This article aims to unpack and analyse the institutional and political dynamics of strategic coupling from a host region perspective, adopting an actor-centred approach that focuses on regional institutions’ efforts to attract and embed lead firm investments within global production networks. We are particularly concerned with understanding the strategic agency and shifting coalitions of actors that create couplings and shape their evolution over time. This involves opening up the institutional underpinnings of strategic couplings by focusing more specifically on the key episodes in their creation and the organisation of the temporary coalitions that do the work of creating couplings. This approach is operationalised through a case study of the Siemens offshore wind turbine plant in the Humber region of England. In conclusion, we emphasise the need for regional institutions to develop adaptive coupling creation strategies that co-evolve with the reconfiguration of production networks and the reshaping of national institutional and political environments.
Dawley S., Mackinnon D. & Pollock R. (2019) Creating strategic couplings in global production networks: regional institutions and lead firm investment in the Humber region, UK. Journal of Economic Geography, 19(4), 853-872.
Researcher Stuart Dawley Senior Lecturer in Economic Geography in CURDS School of Geography, Politics and Sociology, Newcastle University, UK
The interview transcript
Hi, welcome to coffee break with researchers, today, I’m having a coffee break with Stuart Dawley.
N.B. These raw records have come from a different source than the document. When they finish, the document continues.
//! Colour tags to terminal colours.
//!
//! The core only knows [`Color`] tags; this is the single place that turns
//! them into RGB.

use crate::fb::{Rgb, Style};
use crate::types::Color;

/// Play-field background.
pub const FIELD_BG: Rgb = Rgb::new(30, 30, 40);
/// Screen background outside the play field.
pub const SCREEN_BG: Rgb = Rgb::new(0, 0, 0);

pub const BORDER: Style = Style::new(Rgb::new(200, 200, 200), SCREEN_BG);
pub const EMPTY_DOT: Style = Style::new(Rgb::new(70, 70, 80), FIELD_BG);
pub const LABEL: Style = Style::new(Rgb::new(220, 220, 220), SCREEN_BG).bold();
pub const VALUE: Style = Style::new(Rgb::new(200, 200, 200), SCREEN_BG);
pub const HINT: Style = Style::new(Rgb::new(130, 130, 140), SCREEN_BG);
pub const OVERLAY: Style = Style::new(Rgb::new(255, 255, 255), SCREEN_BG).bold();

/// RGB for a colour tag.
pub fn rgb_for(color: Color) -> Rgb {
    match color {
        Color::Blue => Rgb::new(80, 120, 230),
        Color::Green => Rgb::new(100, 210, 110),
        Color::Orange => Rgb::new(255, 165, 0),
        Color::Pink => Rgb::new(240, 130, 190),
        Color::Teal => Rgb::new(60, 200, 200),
        Color::Purple => Rgb::new(150, 90, 220),
        Color::Magenta => Rgb::new(220, 80, 200),
        Color::Beige => Rgb::new(235, 220, 180),
    }
}

/// Style for an occupied board cell.
pub fn style_for(color: Color) -> Style {
    Style::new(rgb_for(color), FIELD_BG).bold()
}
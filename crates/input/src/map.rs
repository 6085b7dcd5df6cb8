//! Key mapping from terminal events to game actions.

use crate::types::GameAction;
use crossterm::event::{KeyCode, KeyEvent, KeyEventKind, KeyModifiers};

/// Key bindings as `(keys, description)` pairs, for help text.
pub const KEY_HELP: [(&str, &str); 7] = [
    ("h / ←", "move left"),
    ("l / →", "move right"),
    ("j / ↓", "hard drop"),
    ("z", "rotate left"),
    ("x / ↑", "rotate right"),
    ("p", "pause"),
    ("q", "quit"),
];

/// Map keyboard input to game actions.
///
/// Release events (sent by terminals with keyboard enhancement enabled) are
/// ignored so a single press never acts twice.
pub fn map_key(key: KeyEvent) -> Option<GameAction> {
    if key.kind == KeyEventKind::Release {
        return None;
    }
    if key.modifiers.contains(KeyModifiers::CONTROL) {
        return match key.code {
            KeyCode::Char('c') | KeyCode::Char('C') => Some(GameAction::Quit),
            _ => None,
        };
    }

    match key.code {
        // Movement
        KeyCode::Left | KeyCode::Char('h') | KeyCode::Char('H') => Some(GameAction::MoveLeft),
        KeyCode::Right | KeyCode::Char('l') | KeyCode::Char('L') => Some(GameAction::MoveRight),
        KeyCode::Down | KeyCode::Char('j') | KeyCode::Char('J') => Some(GameAction::HardDrop),

        // Rotation
        KeyCode::Char('z') | KeyCode::Char('Z') => Some(GameAction::RotateLeft),
        KeyCode::Up | KeyCode::Char('x') | KeyCode::Char('X') => Some(GameAction::RotateRight),

        // Session
        KeyCode::Char('p') | KeyCode::Char('P') => Some(GameAction::TogglePause),
        KeyCode::Char('q') | KeyCode::Char('Q') => Some(GameAction::Quit),

        _ => None,
    }
}
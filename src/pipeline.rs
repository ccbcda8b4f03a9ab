//! The text pipeline as one explicitly constructed value.

use crate::analysis::TextAnalyzer;
use crate::answerer::{AnswerComposer, AnswerComposerBuilder};
use crate::config::{Lexicon, LexiconError, PipelineConfig};
use crate::key_points::KeyPointExtractor;
use crate::processor::ContentProcessor;
use crate::ranking::Ranker;
use crate::summarizer::Summarizer;
use crate::text::TextNormalizer;

/// All text components, built from one lexicon and one set of limits.
///
/// Components are configuration-only and cheap to share by reference.
#[derive(Debug, Clone)]
pub struct Pipeline {
    pub normalizer: TextNormalizer,
    pub summarizer: Summarizer,
    pub key_points: KeyPointExtractor,
    pub composer: AnswerComposer,
    pub ranker: Ranker,
    pub processor: ContentProcessor,
    pub analyzer: TextAnalyzer,
    pub config: PipelineConfig,
}

impl Pipeline {
    /// Builds every component from `lexicon` and `config`.
    ///
    /// # Errors
    ///
    /// Returns an error if a lexicon term list cannot be compiled.
    pub fn new(lexicon: &Lexicon, config: PipelineConfig) -> Result<Self, LexiconError> {
        let summarizer = Summarizer::new(lexicon);
        let key_points = KeyPointExtractor::new(lexicon, config.key_point_limit)?;
        let composer = AnswerComposerBuilder::new()
            .summarizer(summarizer.clone())
            .key_points(key_points.clone())
            .summary_sentences(config.summary_sentences)
            .fallback_chars(config.fallback_chars)
            .build();

        Ok(Self {
            normalizer: TextNormalizer::new(lexicon)?,
            summarizer,
            key_points,
            composer,
            ranker: Ranker::new(config.rank_limit),
            processor: ContentProcessor::new(
                lexicon,
                config.min_content_chars,
                config.max_content_chars,
            )?,
            analyzer: TextAnalyzer::new(lexicon),
            config,
        })
    }

    /// Builds the pipeline from `MAKTABA_LEXICON` and the `MAKTABA_*` limits.
    pub fn from_env() -> Result<Self, LexiconError> {
        Self::new(&Lexicon::from_env()?, PipelineConfig::from_env())
    }

    /// Builds the pipeline from the bundled lexicon and default limits.
    pub fn bundled() -> Result<Self, LexiconError> {
        Self::new(&Lexicon::bundled()?, PipelineConfig::default())
    }
}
He is the Head of Geography and Senior Lecturer in Economic Geography at the Center for Urban and Regional Development Studies, CURDS, at Newcastle University in the United Kingdom.
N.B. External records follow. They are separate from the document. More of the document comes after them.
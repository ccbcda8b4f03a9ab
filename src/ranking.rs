//! Relevance ranking of stored knowledge records against a query.

use time::OffsetDateTime;

use crate::models::{KnowledgeRecord, Quality};

/// Maximum recency bonus, granted to records stored less than a day ago.
const RECENCY_MAX_BONUS: f64 = 10.0;
/// Bonus for records from the high trust tier.
const HIGH_QUALITY_BONUS: f64 = 5.0;
/// Query tokens must be longer than this many characters.
const MIN_TOKEN_CHARS: usize = 2;
const MILLIS_PER_DAY: f64 = 86_400_000.0;

/// Default number of records returned by [`Ranker::rank`].
pub const DEFAULT_RANK_LIMIT: usize = 5;

/// A stored record paired with its relevance score for one query.
#[derive(Debug, Clone, PartialEq)]
pub struct ScoredRecord {
    pub record: KnowledgeRecord,
    pub score: f64,
}

/// Scores knowledge records by term frequency, recency and quality.
#[derive(Debug, Clone)]
pub struct Ranker {
    limit: usize,
}

impl Default for Ranker {
    fn default() -> Self {
        Self::new(DEFAULT_RANK_LIMIT)
    }
}

impl Ranker {
    /// Creates a ranker returning at most `limit` records.
    pub fn new(limit: usize) -> Self {
        Self { limit }
    }

    /// Ranks `records` against `query` as of the current time.
    pub fn rank(&self, query: &str, records: &[KnowledgeRecord]) -> Vec<ScoredRecord> {
        self.rank_at(query, records, OffsetDateTime::now_utc())
    }

    /// Ranks `records` against `query` as of `now`.
    ///
    /// Only records with a strictly positive score are returned, best first.
    /// Equal scores keep their input order.
    ///
    /// # Examples
    ///
    /// ```
    /// use maktaba::models::{KnowledgeRecordBuilder, RecordId};
    /// use maktaba::ranking::Ranker;
    /// use time::macros::datetime;
    ///
    /// let now = datetime!(2024-03-10 12:00 UTC);
    /// let record = KnowledgeRecordBuilder::new()
    ///     .id(RecordId::new(1))
    ///     .query("nile river")
    ///     .timestamp(datetime!(2023-01-01 0:00 UTC))
    ///     .build();
    ///
    /// let ranked = Ranker::default().rank_at("nile", &[record], now);
    /// assert_eq!(ranked.len(), 1);
    /// assert_eq!(ranked[0].score, 1.0);
    /// ```
    pub fn rank_at(
        &self,
        query: &str,
        records: &[KnowledgeRecord],
        now: OffsetDateTime,
    ) -> Vec<ScoredRecord> {
        let tokens = query_tokens(query);

        let mut scored: Vec<ScoredRecord> = records
            .iter()
            .map(|record| ScoredRecord {
                score: score_record(&tokens, record, now),
                record: record.clone(),
            })
            .filter(|scored| scored.score > 0.0)
            .collect();

        scored.sort_by(|a, b| b.score.total_cmp(&a.score));
        scored.truncate(self.limit);
        scored
    }
}

/// Lowercase whitespace-separated words longer than [`MIN_TOKEN_CHARS`].
fn query_tokens(query: &str) -> Vec<String> {
    query
        .to_lowercase()
        .split_whitespace()
        .filter(|token| token.chars().count() > MIN_TOKEN_CHARS)
        .map(str::to_string)
        .collect()
}

fn score_record(tokens: &[String], record: &KnowledgeRecord, now: OffsetDateTime) -> f64 {
    let haystack = format!(
        "{} {} {}",
        record.query, record.summary, record.original_text
    )
    .to_lowercase();

    // Literal, non-overlapping substring counts; "art" also counts inside "party"
    let frequency: usize = tokens
        .iter()
        .map(|token| haystack.matches(token.as_str()).count())
        .sum();

    let mut score = frequency as f64 + recency_bonus(record.timestamp, now);
    if record.quality == Quality::High {
        score += HIGH_QUALITY_BONUS;
    }
    score
}

/// `max(0, 10 - age_days)`, with future timestamps treated as age zero.
pub fn recency_bonus(timestamp: OffsetDateTime, now: OffsetDateTime) -> f64 {
    let age_ms = (now - timestamp).whole_milliseconds().max(0) as f64;
    (RECENCY_MAX_BONUS - age_ms / MILLIS_PER_DAY).max(0.0)
}
use serde::{Deserialize, Serialize};

/// Trust tier of a knowledge source.
#[derive(Debug, Clone, Copy, PartialEq, Eq, Hash, Default, Serialize, Deserialize)]
#[serde(rename_all = "lowercase")]
pub enum Quality {
    /// Encyclopedic or institutional sources (Wikipedia, DBpedia, .edu, .gov)
    High,
    /// News outlets and organisations
    #[default]
    Medium,
    /// Everything else
    Low,
}

impl Quality {
    /// Parse from string representation.
    pub fn parse(s: &str) -> Option<Self> {
        match s.trim().to_lowercase().as_str() {
            "high" => Some(Self::High),
            "medium" => Some(Self::Medium),
            "low" => Some(Self::Low),
            _ => None,
        }
    }

    /// Ordering weight used when sorting fetched results (high first).
    pub fn rank(self) -> u8 {
        match self {
            Self::High => 3,
            Self::Medium => 2,
            Self::Low => 1,
        }
    }

    /// Returns the lowercase name stored in the database.
    pub fn as_str(self) -> &'static str {
        match self {
            Self::High => "high",
            Self::Medium => "medium",
            Self::Low => "low",
        }
    }
}

impl std::fmt::Display for Quality {
    fn fmt(&self, f: &mut std::fmt::Formatter<'_>) -> std::fmt::Result {
        f.write_str(self.as_str())
    }
}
Hello Stuart, thank you for accepting my invitation to a coffee break, how are you doing?
I’m very well, thank you.
Today, I’m having a Colombian black coffee.
Which coffee are you having?
I’m interested in a paper of yours, which is about how leading firms can be attracted and embedded in regions in order to promote regional development.
Could you please tell me what the paper was about?
Yes, sure, so what we were looking at is this idea within the global production network literature that regional development is a dynamic process in regional development, because when the strategic needs of these big global production networks through which our global economies increasingly organized now, so it comes the supply chain around, in which you have big dominant lead firms and their organizational activities, ever more spread across markets and production sites.
Regional development occurs when the strategic needs of the global production networks locate particular regional assets, in particular places, which can be valorized to create regional development.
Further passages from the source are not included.